Di Mimmo Muolo da Avvenire del 13/05/2021
Quarant’anni dopo sarà ancora a Roma. Per celebrare questa mattina la Messa sulla tomba di san Giovanni Paolo II, in occasione del quarantennale dell’attentato. Ma per il cardinale Stanislaw Dziwisz quei momenti sono incisi in maniera indelebile nella memoria e nel cuore. E ad ascoltarli dalla sua viva voce, i particolari sembra di riviverli in presa diretta. Come se fossimo su quella jeep negli attimi immediatamente posteriori agli spari.
«Continuo ancora a sentire il suo corpo scivolare come paralizzato e cadere tra le mie braccia – dice il porporato, segretario personale del Papa fino alla sua morte, che quel giorno come sempre gli era accanto –. Vedo il suo sangue colare sulla sua bianca veste pontificia, macchiando le mie mani e i miei vestiti. Sento anche una continua sempre più debole ripetizione dell’invocazione: “O Maria, o Madre mia!”. Da quel giorno so ormai cosa abbia sentito l’apostolo Giovanni sostenendo sulle sue braccia il corpo di Cristo tolto dalla croce».
Un’immagine potente, che si riflette nello sguardo ancora velato di sofferenza di don Stanislao, come in quegli anni veniva affettuosamente chiamato da tutti. Oggi il cardinale Dziwisz ha 82 anni, dal 2016 ha lasciato la guida della diocesi di Cracovia, dopo aver ospitato nell’estate di quell’anno la Gmg e la visita di papa Francesco. Ma quando lo incontri è facile cogliere nelle sue parole che di tutti i momenti passati accanto al Papa ora santo, quelli del 13 maggio 1981 sono stati quelli che hanno maggiormente inciso nella sua esperienza di uomo, di consacrato e di cristiano.
«Non potrò mai dimenticare – confida – il rumore dei colpi di pistola dell’attentatore, che in un solo momento avrebbero potuto porre termine a quello straordinario pontificato».
E naturalmente ripassano davanti ai suoi occhi, altre immagini. «La terribile gara col tempo per non perdere la sua vita», quando da piazza san Pietro l’ambulanza con il papa gravemente ferito a bordo si inerpicò sulla collina di Monte Mario per raggiungere il Gemelli.
«Ricordo i dottori – continua il cardinale Dziwisz –, il personale medico e tutti i servizi e le persone la cui collaborazione permise la salvezza di san Giovanni Paolo II». E non può passare in secondo piano quella grande catena di preghiera che unì tutto il mondo, a partire da Roma e dalla Polonia.
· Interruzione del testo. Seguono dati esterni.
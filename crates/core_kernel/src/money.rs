//! Money types with precise decimal arithmetic
//!
//! This module provides a type-safe representation of monetary values
//! using rust_decimal for precise calculations without floating-point errors.

use rust_decimal::Decimal;
use rust_decimal_macros::dec;
use serde::{Deserialize, Serialize};
use std::fmt;
use std::ops::{Add, Sub, Mul, Div, Neg};
use thiserror::Error;

/// Currency codes following ISO 4217
#[derive(Debug, Clone, Copy, PartialEq, Eq, Hash, Serialize, Deserialize)]
#[serde(rename_all = "UPPERCASE")]
pub enum Currency {
    ZAR,
    USD,
    EUR,
    GBP,
}

impl Currency {
    /// Returns the number of decimal places for this currency
    pub fn decimal_places(&self) -> u32 {
        2
    }

    /// Returns the currency symbol
    pub fn symbol(&self) -> &'static str {
        match self {
            Currency::ZAR => "R",
            Currency::USD => "$",
            Currency::EUR => "€",
            Currency::GBP => "£",
        }
    }

    /// Returns the ISO 4217 code
    pub fn code(&self) -> &'static str {
        match self {
            Currency::ZAR => "ZAR",
            Currency::USD => "USD",
            Currency::EUR => "EUR",
            Currency::GBP => "GBP",
        }
    }
}

impl fmt::Display for Currency {
    fn fmt(&self, f: &mut fmt::Formatter<'_>) -> fmt::Result {
        write!(f, "{}", self.code())
    }
}

impl std::str::FromStr for Currency {
    type Err = MoneyError;

    fn from_str(s: &str) -> Result<Self, Self::Err> {
        match s.to_ascii_uppercase().as_str() {
            "ZAR" => Ok(Currency::ZAR),
            "USD" => Ok(Currency::USD),
            "EUR" => Ok(Currency::EUR),
            "GBP" => Ok(Currency::GBP),
            other => Err(MoneyError::UnknownCurrency(other.to_string())),
        }
    }
}

/// Errors that can occur during money operations
#[derive(Debug, Error, PartialEq, Eq)]
pub enum MoneyError {
    #[error("Currency mismatch: cannot operate on {0} and {1}")]
    CurrencyMismatch(String, String),

    #[error("Invalid amount: {0}")]
    InvalidAmount(String),

    #[error("Division by zero")]
    DivisionByZero,

    #[error("Unknown currency code: {0}")]
    UnknownCurrency(String),
}

/// A monetary amount with associated currency
///
/// Money uses rust_decimal for precise arithmetic without floating-point errors.
/// Amounts are stored with 4 decimal places internally so that rate
/// multiplications do not lose precision before final rounding.
#[derive(Debug, Clone, Copy, PartialEq, Eq, Hash, Serialize, Deserialize)]
pub struct Money {
    amount: Decimal,
    currency: Currency,
}

impl Money {
    /// Creates a new Money value
    pub fn new(amount: Decimal, currency: Currency) -> Self {
        Self {
            amount: amount.round_dp(4),
            currency,
        }
    }

    /// Creates Money from an integer amount in minor units (e.g., cents)
    pub fn from_minor(minor_units: i64, currency: Currency) -> Self {
        let divisor = Decimal::new(10_i64.pow(currency.decimal_places()), 0);
        Self::new(Decimal::new(minor_units, 0) / divisor, currency)
    }

    /// Creates a zero amount in the specified currency
    pub fn zero(currency: Currency) -> Self {
        Self {
            amount: dec!(0),
            currency,
        }
    }

    /// Returns the amount
    pub fn amount(&self) -> Decimal {
        self.amount
    }

    /// Returns the currency
    pub fn currency(&self) -> Currency {
        self.currency
    }

    /// Returns true if the amount is zero
    pub fn is_zero(&self) -> bool {
        self.amount.is_zero()
    }

    /// Returns true if the amount is positive
    pub fn is_positive(&self) -> bool {
        self.amount.is_sign_positive() && !self.amount.is_zero()
    }

    /// Returns true if the amount is negative
    pub fn is_negative(&self) -> bool {
        self.amount.is_sign_negative()
    }

    /// Returns the absolute value
    pub fn abs(&self) -> Self {
        Self {
            amount: self.amount.abs(),
            currency: self.currency,
        }
    }

    /// Rounds to the currency's standard decimal places
    pub fn round_to_currency(&self) -> Self {
        Self {
            amount: self.amount.round_dp(self.currency.decimal_places()),
            currency: self.currency,
        }
    }

    /// Checked addition that returns an error on currency mismatch
    pub fn checked_add(&self, other: &Money) -> Result<Money, MoneyError> {
        if self.currency != other.currency {
            return Err(MoneyError::CurrencyMismatch(
                self.currency.to_string(),
                other.currency.to_string(),
            ));
        }
        Ok(Self::new(self.amount + other.amount, self.currency))
    }

    /// Checked subtraction that returns an error on currency mismatch
    pub fn checked_sub(&self, other: &Money) -> Result<Money, MoneyError> {
        if self.currency != other.currency {
            return Err(MoneyError::CurrencyMismatch(
                self.currency.to_string(),
                other.currency.to_string(),
            ));
        }
        Ok(Self::new(self.amount - other.amount, self.currency))
    }

    /// Multiplies by a scalar (e.g., hours against an hourly rate)
    pub fn multiply(&self, factor: Decimal) -> Self {
        Self::new(self.amount * factor, self.currency)
    }

    /// Divides by a scalar
    pub fn divide(&self, divisor: Decimal) -> Result<Self, MoneyError> {
        if divisor.is_zero() {
            return Err(MoneyError::DivisionByZero);
        }
        Ok(Self::new(self.amount / divisor, self.currency))
    }
}

impl fmt::Display for Money {
    fn fmt(&self, f: &mut fmt::Formatter<'_>) -> fmt::Result {
        let dp = self.currency.decimal_places();
        write!(
            f,
            "{} {:.dp$}",
            self.currency.symbol(),
            self.amount,
            dp = dp as usize
        )
    }
}

impl Add for Money {
    type Output = Self;

    fn add(self, other: Self) -> Self {
        self.checked_add(&other)
            .expect("Currency mismatch in Money::add")
    }
}

impl Sub for Money {
    type Output = Self;

    fn sub(self, other: Self) -> Self {
        self.checked_sub(&other)
            .expect("Currency mismatch in Money::sub")
    }
}

impl Neg for Money {
    type Output = Self;

    fn neg(self) -> Self {
        Self::new(-self.amount, self.currency)
    }
}

impl Mul<Decimal> for Money {
    type Output = Self;

    fn mul(self, factor: Decimal) -> Self {
        self.multiply(factor)
    }
}

impl Div<Decimal> for Money {
    type Output = Self;

    fn div(self, divisor: Decimal) -> Self {
        self.divide(divisor).expect("Division by zero in Money::div")
    }
}

#[cfg(test)]
mod tests {
    use super::*;

    #[test]
    fn test_money_creation() {
        let m = Money::new(dec!(100.50), Currency::ZAR);
        assert_eq!(m.amount(), dec!(100.50));
        assert_eq!(m.currency(), Currency::ZAR);
    }

    #[test]
    fn test_money_from_minor() {
        let m = Money::from_minor(10050, Currency::ZAR);
        assert_eq!(m.amount(), dec!(100.50));
    }

    #[test]
    fn test_money_arithmetic() {
        let a = Money::new(dec!(100.00), Currency::ZAR);
        let b = Money::new(dec!(50.00), Currency::ZAR);

        assert_eq!((a + b).amount(), dec!(150.00));
        assert_eq!((a - b).amount(), dec!(50.00));
    }

    #[test]
    fn test_currency_mismatch() {
        let zar = Money::new(dec!(100.00), Currency::ZAR);
        let usd = Money::new(dec!(100.00), Currency::USD);

        let result = zar.checked_add(&usd);
        assert!(matches!(result, Err(MoneyError::CurrencyMismatch(_, _))));
    }

    #[test]
    fn test_rate_times_hours() {
        let rate = Money::new(dec!(50.00), Currency::ZAR);
        let total = rate.multiply(dec!(300));
        assert_eq!(total.amount(), dec!(15000.00));
    }
}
In particolare «la Marcia Bianca di Cracovia – dice il cardinale – e tutte le altre iniziative intraprese sino ai confini della terra per la salvezza del Santo Padre».
A quarant’anni di distanza il cardinale Dziwisz conferma la lettura mistica dell’attentato che fin dai giorni successivi all’evento dette san Giovanni Paolo II. «Quel pomeriggio una mano ha sparato ma un’altra Mano ha guidato le pallottole», afferma citando proprio le parole di papa Wojtyla. E aggiunge: «Il 13 maggio 1981 si avverarono le parole del Signore: “Prenderanno in mano serpenti e se berranno qualcosa di avvelenato, non nuocerà loro”».
Tuttavia l’anziano porporato non può fare a meno di pensare che cosa sarebbe successo se il tentativo del killer turco avesse messo fine alla vita del Pontefice. «Quanto poveri e diversi sarebbero stati il mondo e la nostra Polonia, senza la sua testimonianza di fede e di dottrina, senza le sue indicazioni e i suoi ammonimenti di fronte ai pericoli e ai turbini che possono minacciarci nel mondo contemporaneo».
Una domanda, specialmente, ritorna nella mente del cardinale. «Saremmo stati capaci di capire noi stessi; la Chiesa che egli con tanto impegno riformò e guidò nello spirito del Concilio Vaticano II; la famiglia per la quale ha combattuto in ogni angolo del globo; la gioventù che egli radunò intorno a Cristo, sorgente di vero amore, di bellezza e di purezza; infine la vita per la quale esigette rispetto dalla concezione alla morte naturale?». E «quanto sarebbe «stato difficile vivere senza la sua scuola di preghiera e quel totale affidamento a Dio attraverso Maria?».
La Mano che sviò il proiettile permise anche di realizzare tutto questo. «A Lei – dice Dziwisz – il grazie per quel miracolo di salvezza del 13 maggio 1981». Così come pure la preghiera fiduciosa, conclude il cardinale, per la «fine della pandemia, per cui ci affidiamo all’intercessione di san Giovanni Paolo II».